## WORK TO COMPLETE
Your job is to retype the whole listing exactly.

## SOURCE MATERIAL
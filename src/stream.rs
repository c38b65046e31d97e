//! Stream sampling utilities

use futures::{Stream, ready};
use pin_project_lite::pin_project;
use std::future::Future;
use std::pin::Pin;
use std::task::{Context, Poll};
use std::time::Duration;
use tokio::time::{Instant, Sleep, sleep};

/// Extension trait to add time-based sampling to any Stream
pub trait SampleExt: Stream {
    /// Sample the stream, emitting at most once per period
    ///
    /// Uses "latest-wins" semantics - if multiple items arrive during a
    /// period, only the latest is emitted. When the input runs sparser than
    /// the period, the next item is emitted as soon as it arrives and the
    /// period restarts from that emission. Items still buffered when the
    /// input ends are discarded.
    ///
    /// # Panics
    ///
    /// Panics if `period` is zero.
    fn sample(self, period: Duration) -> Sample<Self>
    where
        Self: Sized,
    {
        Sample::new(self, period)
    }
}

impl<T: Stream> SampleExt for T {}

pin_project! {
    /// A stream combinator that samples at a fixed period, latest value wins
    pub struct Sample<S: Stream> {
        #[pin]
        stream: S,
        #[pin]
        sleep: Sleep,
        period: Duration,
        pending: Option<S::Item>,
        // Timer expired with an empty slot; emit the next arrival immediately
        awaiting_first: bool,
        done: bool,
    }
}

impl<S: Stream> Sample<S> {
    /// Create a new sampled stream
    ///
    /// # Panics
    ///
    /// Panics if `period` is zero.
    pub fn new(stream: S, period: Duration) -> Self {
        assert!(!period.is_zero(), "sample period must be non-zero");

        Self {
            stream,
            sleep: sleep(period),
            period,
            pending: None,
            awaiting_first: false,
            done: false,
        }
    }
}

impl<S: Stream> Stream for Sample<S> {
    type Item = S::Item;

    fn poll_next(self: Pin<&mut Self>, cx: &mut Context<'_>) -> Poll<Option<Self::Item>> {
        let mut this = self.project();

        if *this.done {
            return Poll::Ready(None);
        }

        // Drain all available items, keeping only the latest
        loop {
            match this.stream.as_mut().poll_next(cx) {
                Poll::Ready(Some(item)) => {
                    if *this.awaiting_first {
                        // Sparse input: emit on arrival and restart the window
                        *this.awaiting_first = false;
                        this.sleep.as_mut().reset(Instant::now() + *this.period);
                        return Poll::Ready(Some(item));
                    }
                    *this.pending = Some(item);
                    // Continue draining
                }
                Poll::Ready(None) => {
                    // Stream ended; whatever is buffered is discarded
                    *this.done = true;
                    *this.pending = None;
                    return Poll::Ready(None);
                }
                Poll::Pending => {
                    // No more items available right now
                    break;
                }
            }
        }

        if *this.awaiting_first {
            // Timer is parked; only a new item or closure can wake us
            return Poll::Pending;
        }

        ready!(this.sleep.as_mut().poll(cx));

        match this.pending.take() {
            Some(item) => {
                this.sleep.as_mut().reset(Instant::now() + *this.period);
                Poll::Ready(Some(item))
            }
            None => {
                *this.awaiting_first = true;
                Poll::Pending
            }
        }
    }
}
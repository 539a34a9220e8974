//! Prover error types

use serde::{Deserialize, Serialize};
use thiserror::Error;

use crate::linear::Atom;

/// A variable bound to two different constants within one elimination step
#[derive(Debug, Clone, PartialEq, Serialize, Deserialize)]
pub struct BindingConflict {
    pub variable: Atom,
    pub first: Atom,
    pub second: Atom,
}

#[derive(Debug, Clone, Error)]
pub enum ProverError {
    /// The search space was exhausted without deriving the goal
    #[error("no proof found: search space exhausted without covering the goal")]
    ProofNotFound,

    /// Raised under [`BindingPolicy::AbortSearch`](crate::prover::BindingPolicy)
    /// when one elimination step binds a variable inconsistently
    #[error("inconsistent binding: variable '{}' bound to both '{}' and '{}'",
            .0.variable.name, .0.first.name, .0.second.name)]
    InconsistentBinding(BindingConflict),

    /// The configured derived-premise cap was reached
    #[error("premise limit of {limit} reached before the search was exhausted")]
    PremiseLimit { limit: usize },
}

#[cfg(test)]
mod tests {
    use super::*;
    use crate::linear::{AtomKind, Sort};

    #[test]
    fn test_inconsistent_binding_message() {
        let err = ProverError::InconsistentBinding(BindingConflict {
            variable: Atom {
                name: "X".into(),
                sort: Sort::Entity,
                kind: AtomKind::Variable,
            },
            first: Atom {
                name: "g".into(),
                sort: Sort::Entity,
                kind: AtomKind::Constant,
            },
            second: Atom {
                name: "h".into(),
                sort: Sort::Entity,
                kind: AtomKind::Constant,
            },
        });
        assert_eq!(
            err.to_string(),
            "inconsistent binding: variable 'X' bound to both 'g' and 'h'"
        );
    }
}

## TASK ANSWER
filename src/stream.rs
repository c38b65046e31d97e
//! Stream sampling utilities

use futures::{Stream, ready};
use pin_project_lite::pin_project;
use std::future::Future;
use std::pin::Pin;
use std::task::{Context, Poll};
use std::time::Duration;
use tokio::time::{Instant, Sleep, sleep};

/// Extension trait to add time-based sampling to any Stream
pub trait SampleExt: Stream {
    /// Sample the stream, emitting at most once per period
    ///
    /// Uses "latest-wins" semantics - if multiple items arrive during a
    /// period, only the latest is emitted. When the input runs sparser than
    /// the period, the next item is emitted as soon as it arrives and the
    /// period restarts from that emission. Items still buffered when the
    /// input ends are discarded.
    ///
    /// # Panics
    ///
    /// Panics if `period` is zero.
    fn sample(self, period: Duration) -> Sample<Self>
    where
        Self: Sized,
    {
        Sample::new(self, period)
    }
}

impl<T: Stream> SampleExt for T {}

pin_project! {
    /// A stream combinator that samples at a fixed period, latest value wins
    pub struct Sample<S: Stream> {
        #[pin]
        stream: S,
        #[pin]
        sleep: Sleep,
        period: Duration,
        pending: Option<S::Item>,
        // Timer expired with an empty slot; emit the next arrival immediately
        awaiting_first: bool,
        done: bool,
    }
}

impl<S: Stream> Sample<S> {
    /// Create a new sampled stream
    ///
    /// # Panics
    ///
    /// Panics if `period` is zero.
    pub fn new(stream: S, period: Duration) -> Self {
        assert!(!period.is_zero(), "sample period must be non-zero");

        Self {
            stream,
            sleep: sleep(period),
            period,
            pending: None,
            awaiting_first: false,
            done: false,
        }
    }
}

impl<S: Stream> Stream for Sample<S> {
    type Item = S::Item;

    fn poll_next(self: Pin<&mut Self>, cx: &mut Context<'_>) -> Poll<Option<Self::Item>> {
        let mut this = self.project();

        if *this.done {
            return Poll::Ready(None);
        }

        // Drain all available items, keeping only the latest
        loop {
            match this.stream.as_mut().poll_next(cx) {
                Poll::Ready(Some(item)) => {
                    if *this.awaiting_first {
                        // Sparse input: emit on arrival and restart the window
                        *this.awaiting_first = false;
                        this.sleep.as_mut().reset(Instant::now() + *this.period);
                        return Poll::Ready(Some(item));
                    }
                    *this.pending = Some(item);
                    // Continue draining
                }
                Poll::Ready(None) => {
                    // Stream ended; whatever is buffered is discarded
                    *this.done = true;
                    *this.pending = None;
                    return Poll::Ready(None);
                }
                Poll::Pending => {
                    // No more items available right now
                    break;
                }
            }
        }

        if *this.awaiting_first {
            // Timer is parked; only a new item or closure can wake us
            return Poll::Pending;
        }

        ready!(this.sleep.as_mut().poll(cx));

        match this.pending.take() {
            Some(item) => {
                this.sleep.as_mut().reset(Instant::now() + *this.period);
                Poll::Ready(Some(item))
            }
            None => {
                *this.awaiting_first = true;
                Poll::Pending
            }
        }
    }
}
repository 539a34a9220e8974
//! Prover error types

use serde::{Deserialize, Serialize};
use thiserror::Error;

use crate::linear::Atom;

/// A variable bound to two different constants within one elimination step
#[derive(Debug, Clone, PartialEq, Serialize, Deserialize)]
pub struct BindingConflict {
    pub variable: Atom,
    pub first: Atom,
    pub second: Atom,
}

#[derive(Debug, Clone, Error)]
pub enum ProverError {
    /// The search space was exhausted without deriving the goal
    #[error("no proof found: search space exhausted without covering the goal")]
    ProofNotFound,

    /// Raised under [`BindingPolicy::AbortSearch`](crate::prover::BindingPolicy)
    /// when one elimination step binds a variable inconsistently
    #[error("inconsistent binding: variable '{}' bound to both '{}' and '{}'",
            .0.variable.name, .0.first.name, .0.second.name)]
    InconsistentBinding(BindingConflict),

    /// The configured derived-premise cap was reached
    #[error("premise limit of {limit} reached before the search was exhausted")]
    PremiseLimit { limit: usize },
}

#[cfg(test)]
mod tests {
    use super::*;
    use crate::linear::{AtomKind, Sort};

    #[test]
    fn test_inconsistent_binding_message() {
        let err = ProverError::InconsistentBinding(BindingConflict {
            variable: Atom {
                name: "X".into(),
                sort: Sort::Entity,
                kind: AtomKind::Variable,
            },
            first: Atom {
                name: "g".into(),
                sort: Sort::Entity,
                kind: AtomKind::Constant,
            },
            second: Atom {
                name: "h".into(),
                sort: Sort::Entity,
                kind: AtomKind::Constant,
            },
        });
        assert_eq!(
            err.to_string(),
            "inconsistent binding: variable 'X' bound to both 'g' and 'h'"
        );
    }
}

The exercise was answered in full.